Records to process:
[Start of Attachment]

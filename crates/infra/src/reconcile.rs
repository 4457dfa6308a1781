//! Natural-key reconciliation.
//!
//! Pure decisions: given what the local store already holds for a natural key,
//! what should applying a remote mutation do. Surrogate ids only appear here
//! when both sides of a comparison come from the same local store.

use serde_json::Value as JsonValue;
use thiserror::Error;

use shelfsync_core::{Book, BorrowRecord, User, UserId};

/// Field names that identify rows by a store-local id.
pub const SURROGATE_ID_FIELDS: [&str; 3] = ["id", "user_id", "book_id"];

#[derive(Debug, Clone, PartialEq, Eq)]
pub enum CreateDecision<T> {
    Insert,
    /// Already present; nothing to do.
    Skip(T),
}

pub fn decide_create<T>(existing: Option<T>) -> CreateDecision<T> {
    match existing {
        Some(row) => CreateDecision::Skip(row),
        None => CreateDecision::Insert,
    }
}

#[derive(Debug, Clone, PartialEq, Eq)]
pub enum DeleteDecision<T> {
    Delete(T),
    AlreadyAbsent,
}

pub fn decide_delete<T>(existing: Option<T>) -> DeleteDecision<T> {
    match existing {
        Some(row) => DeleteDecision::Delete(row),
        None => DeleteDecision::AlreadyAbsent,
    }
}

#[derive(Debug, Clone, PartialEq, Eq)]
pub enum BorrowDecision {
    /// Book is on the shelf: record the loan and mark it out.
    Borrow,
    /// This user's loan is already recorded; re-set the same return date.
    Reaffirm(BorrowRecord),
    /// Book is out but the ledger lacks this loan (earlier partial apply).
    Repair,
    /// Book is out to someone else.
    Conflict { holder: UserId },
}

/// Decide how a `book.borrowed` applies given local state.
///
/// `latest` is the newest ledger entry for `book`. A latest entry held by
/// another user only counts as a conflict while the book's current return date
/// is that entry's; otherwise the entry is an older, finished loan and the
/// current one is missing from the ledger.
pub fn decide_borrow(book: &Book, latest: Option<BorrowRecord>, user: &User) -> BorrowDecision {
    if book.available {
        return BorrowDecision::Borrow;
    }
    match latest {
        None => BorrowDecision::Repair,
        Some(record) if record.user_id == user.id => BorrowDecision::Reaffirm(record),
        Some(record) if book.return_date == Some(record.return_date) => BorrowDecision::Conflict {
            holder: record.user_id,
        },
        Some(_) => BorrowDecision::Repair,
    }
}

#[derive(Debug, Error, Clone, PartialEq, Eq)]
#[error("payload carries surrogate id field `{field}`")]
pub struct SurrogateIdLeak {
    pub field: String,
}

/// Reject payload objects (or elements of a payload list) that carry
/// store-local id fields.
pub fn reject_surrogate_ids(payload: &JsonValue) -> Result<(), SurrogateIdLeak> {
    match payload {
        JsonValue::Object(map) => {
            match SURROGATE_ID_FIELDS.iter().find(|f| map.contains_key(**f)) {
                Some(field) => Err(SurrogateIdLeak {
                    field: (*field).to_string(),
                }),
                None => Ok(()),
            }
        }
        JsonValue::Array(items) => items.iter().try_for_each(reject_surrogate_ids),
        _ => Ok(()),
    }
}

#[cfg(test)]
mod tests {
    use super::*;
    use chrono::{NaiveDate, Utc};
    use serde_json::json;
    use shelfsync_core::{BookId, BorrowId, Email, Isbn};

    fn date(day: u32) -> NaiveDate {
        NaiveDate::from_ymd_opt(2025, 5, day).unwrap()
    }

    fn book(available: bool, return_date: Option<NaiveDate>) -> Book {
        Book {
            id: BookId::new(10),
            isbn: Isbn::parse("9780262033848").unwrap(),
            title: "CLRS".into(),
            author: "Cormen".into(),
            publisher: "mit".into(),
            category: "technology".into(),
            available,
            return_date,
        }
    }

    fn user(id: i64) -> User {
        User {
            id: UserId::new(id),
            email: Email::parse(&format!("u{id}@lib.org")).unwrap(),
            firstname: "U".into(),
            lastname: "Ser".into(),
            created_at: Utc::now(),
        }
    }

    fn record(user_id: i64, return_date: NaiveDate) -> BorrowRecord {
        BorrowRecord {
            id: BorrowId::new(1),
            user_id: UserId::new(user_id),
            book_id: BookId::new(10),
            borrow_date: date(1),
            return_date,
        }
    }

    #[test]
    fn create_and_delete_follow_presence() {
        assert_eq!(decide_create::<u8>(None), CreateDecision::Insert);
        assert_eq!(decide_create(Some(1)), CreateDecision::Skip(1));
        assert_eq!(decide_delete(Some(1)), DeleteDecision::Delete(1));
        assert_eq!(decide_delete::<u8>(None), DeleteDecision::AlreadyAbsent);
    }

    #[test]
    fn available_book_is_borrowed() {
        assert_eq!(decide_borrow(&book(true, None), None, &user(1)), BorrowDecision::Borrow);
    }

    #[test]
    fn same_holder_is_reaffirmed() {
        let rec = record(1, date(20));
        assert_eq!(
            decide_borrow(&book(false, Some(date(20))), Some(rec.clone()), &user(1)),
            BorrowDecision::Reaffirm(rec)
        );
    }

    #[test]
    fn missing_record_is_repaired() {
        assert_eq!(
            decide_borrow(&book(false, Some(date(20))), None, &user(1)),
            BorrowDecision::Repair
        );
    }

    #[test]
    fn other_current_holder_conflicts() {
        assert_eq!(
            decide_borrow(&book(false, Some(date(20))), Some(record(2, date(20))), &user(1)),
            BorrowDecision::Conflict { holder: UserId::new(2) }
        );
    }

    #[test]
    fn stale_record_of_other_user_is_repaired() {
        assert_eq!(
            decide_borrow(&book(false, Some(date(25))), Some(record(2, date(10))), &user(1)),
            BorrowDecision::Repair
        );
    }

    #[test]
    fn surrogate_fields_are_rejected_in_objects_and_lists() {
        assert!(reject_surrogate_ids(&json!({"isbn": "1"})).is_ok());
        assert_eq!(
            reject_surrogate_ids(&json!({"isbn": "1", "book_id": 4})).unwrap_err().field,
            "book_id"
        );
        assert!(reject_surrogate_ids(&json!([{"isbn": "1"}, {"id": 3, "isbn": "2"}])).is_err());
        assert!(reject_surrogate_ids(&json!([])).is_ok());
    }
}
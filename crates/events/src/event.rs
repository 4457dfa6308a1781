//! Event taxonomy: the closed set of replication event kinds and their payloads.
//!
//! The payload shape is a function of the routing key alone. Adding a kind means
//! adding a variant here, a producer in the originating service and exactly one
//! consumer-side handler in the peer.

use core::str::FromStr;

use chrono::NaiveDate;
use serde::{Deserialize, Serialize};
use serde_json::Value as JsonValue;
use thiserror::Error;

use shelfsync_core::{Email, Isbn};

/// Which of the two services a process is running as.
#[derive(Debug, Copy, Clone, PartialEq, Eq, Hash, Serialize, Deserialize)]
#[serde(rename_all = "lowercase")]
pub enum ServiceRole {
    /// Authoritative catalogue and loan ledger.
    Admin,
    /// Read-optimized replica serving patrons.
    Frontend,
}

impl ServiceRole {
    pub fn as_str(self) -> &'static str {
        match self {
            ServiceRole::Admin => "admin",
            ServiceRole::Frontend => "frontend",
        }
    }
}

impl core::fmt::Display for ServiceRole {
    fn fmt(&self, f: &mut core::fmt::Formatter<'_>) -> core::fmt::Result {
        f.write_str(self.as_str())
    }
}

impl FromStr for ServiceRole {
    type Err = String;

    fn from_str(s: &str) -> Result<Self, Self::Err> {
        match s.trim().to_ascii_lowercase().as_str() {
            "admin" => Ok(ServiceRole::Admin),
            "frontend" => Ok(ServiceRole::Frontend),
            other => Err(format!("unknown service role: {other}")),
        }
    }
}

/// Enumerated event kinds. The routing key is the wire identity of a kind.
#[derive(Debug, Copy, Clone, PartialEq, Eq, Hash)]
pub enum EventKind {
    BooksCreated,
    BookDeleted,
    BookBorrowed,
    UserCreated,
}

impl EventKind {
    pub const ALL: [EventKind; 4] = [
        EventKind::BooksCreated,
        EventKind::BookDeleted,
        EventKind::BookBorrowed,
        EventKind::UserCreated,
    ];

    pub fn routing_key(self) -> &'static str {
        match self {
            EventKind::BooksCreated => "books.created",
            EventKind::BookDeleted => "book.deleted",
            EventKind::BookBorrowed => "book.borrowed",
            EventKind::UserCreated => "user.created",
        }
    }

    /// Durable queue bound to this kind's routing key.
    pub fn queue_name(self) -> String {
        queue_name_for(self.routing_key())
    }

    /// Service that commits the mutation and publishes the event.
    pub fn producer(self) -> ServiceRole {
        match self {
            EventKind::BooksCreated | EventKind::BookDeleted => ServiceRole::Admin,
            EventKind::BookBorrowed | EventKind::UserCreated => ServiceRole::Frontend,
        }
    }

    /// Service that applies the event to its own store.
    pub fn consumer(self) -> ServiceRole {
        match self.producer() {
            ServiceRole::Admin => ServiceRole::Frontend,
            ServiceRole::Frontend => ServiceRole::Admin,
        }
    }
}

impl core::fmt::Display for EventKind {
    fn fmt(&self, f: &mut core::fmt::Formatter<'_>) -> core::fmt::Result {
        f.write_str(self.routing_key())
    }
}

impl FromStr for EventKind {
    type Err = DecodeError;

    fn from_str(s: &str) -> Result<Self, Self::Err> {
        EventKind::ALL
            .into_iter()
            .find(|k| k.routing_key() == s)
            .ok_or_else(|| DecodeError::UnknownKind(s.to_string()))
    }
}

/// Deterministic durable queue name for a routing key.
///
/// Redeploys resume the same backlog because the name never changes.
pub fn queue_name_for(routing_key: &str) -> String {
    format!("{routing_key}_queue")
}

/// One catalogue entry in a `books.created` batch.
#[derive(Debug, Clone, PartialEq, Eq, Serialize, Deserialize)]
pub struct BookEntry {
    pub title: String,
    pub author: String,
    pub isbn: Isbn,
    pub publisher: String,
    pub category: String,
}

/// `book.deleted` payload.
#[derive(Debug, Clone, PartialEq, Eq, Serialize, Deserialize)]
pub struct BookDeleted {
    pub isbn: Isbn,
}

/// `book.borrowed` payload.
#[derive(Debug, Clone, PartialEq, Eq, Serialize, Deserialize)]
pub struct BookBorrowed {
    pub book_isbn: Isbn,
    pub user_email: Email,
    pub return_date: NaiveDate,
}

/// `user.created` payload.
#[derive(Debug, Clone, PartialEq, Eq, Serialize, Deserialize)]
pub struct UserCreated {
    pub email: Email,
    pub firstname: String,
    pub lastname: String,
}

#[derive(Debug, Error, Clone, PartialEq, Eq)]
pub enum DecodeError {
    #[error("unknown event kind: {0}")]
    UnknownKind(String),

    #[error("malformed {kind} payload: {reason}")]
    Malformed { kind: EventKind, reason: String },
}

/// A typed replication event: kind and payload in one value.
#[derive(Debug, Clone, PartialEq, Eq)]
pub enum ReplicationEvent {
    BooksCreated(Vec<BookEntry>),
    BookDeleted(BookDeleted),
    BookBorrowed(BookBorrowed),
    UserCreated(UserCreated),
}

impl ReplicationEvent {
    pub fn kind(&self) -> EventKind {
        match self {
            ReplicationEvent::BooksCreated(_) => EventKind::BooksCreated,
            ReplicationEvent::BookDeleted(_) => EventKind::BookDeleted,
            ReplicationEvent::BookBorrowed(_) => EventKind::BookBorrowed,
            ReplicationEvent::UserCreated(_) => EventKind::UserCreated,
        }
    }

    pub fn routing_key(&self) -> &'static str {
        self.kind().routing_key()
    }

    /// JSON payload as carried in the envelope's `data` field.
    pub fn to_payload(&self) -> Result<JsonValue, serde_json::Error> {
        match self {
            ReplicationEvent::BooksCreated(entries) => serde_json::to_value(entries),
            ReplicationEvent::BookDeleted(p) => serde_json::to_value(p),
            ReplicationEvent::BookBorrowed(p) => serde_json::to_value(p),
            ReplicationEvent::UserCreated(p) => serde_json::to_value(p),
        }
    }

    /// Decode a payload whose shape is dictated by `kind`.
    pub fn from_payload(kind: EventKind, data: &JsonValue) -> Result<Self, DecodeError> {
        let malformed = |e: serde_json::Error| DecodeError::Malformed {
            kind,
            reason: e.to_string(),
        };

        let event = match kind {
            EventKind::BooksCreated => {
                ReplicationEvent::BooksCreated(Vec::<BookEntry>::deserialize(data).map_err(malformed)?)
            }
            EventKind::BookDeleted => {
                ReplicationEvent::BookDeleted(BookDeleted::deserialize(data).map_err(malformed)?)
            }
            EventKind::BookBorrowed => {
                ReplicationEvent::BookBorrowed(BookBorrowed::deserialize(data).map_err(malformed)?)
            }
            EventKind::UserCreated => {
                ReplicationEvent::UserCreated(UserCreated::deserialize(data).map_err(malformed)?)
            }
        };
        Ok(event)
    }

    /// Decode from a routing key, rejecting kinds outside the taxonomy.
    pub fn decode(routing_key: &str, data: &JsonValue) -> Result<Self, DecodeError> {
        let kind: EventKind = routing_key.parse()?;
        Self::from_payload(kind, data)
    }
}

[End of Attachment]

What the exercise asks: Check each line above for the word "static", and copy the lines where it appears.

Written answer:
    pub fn as_str(self) -> &'static str {
    pub fn routing_key(self) -> &'static str {
    pub fn routing_key(&self) -> &'static str {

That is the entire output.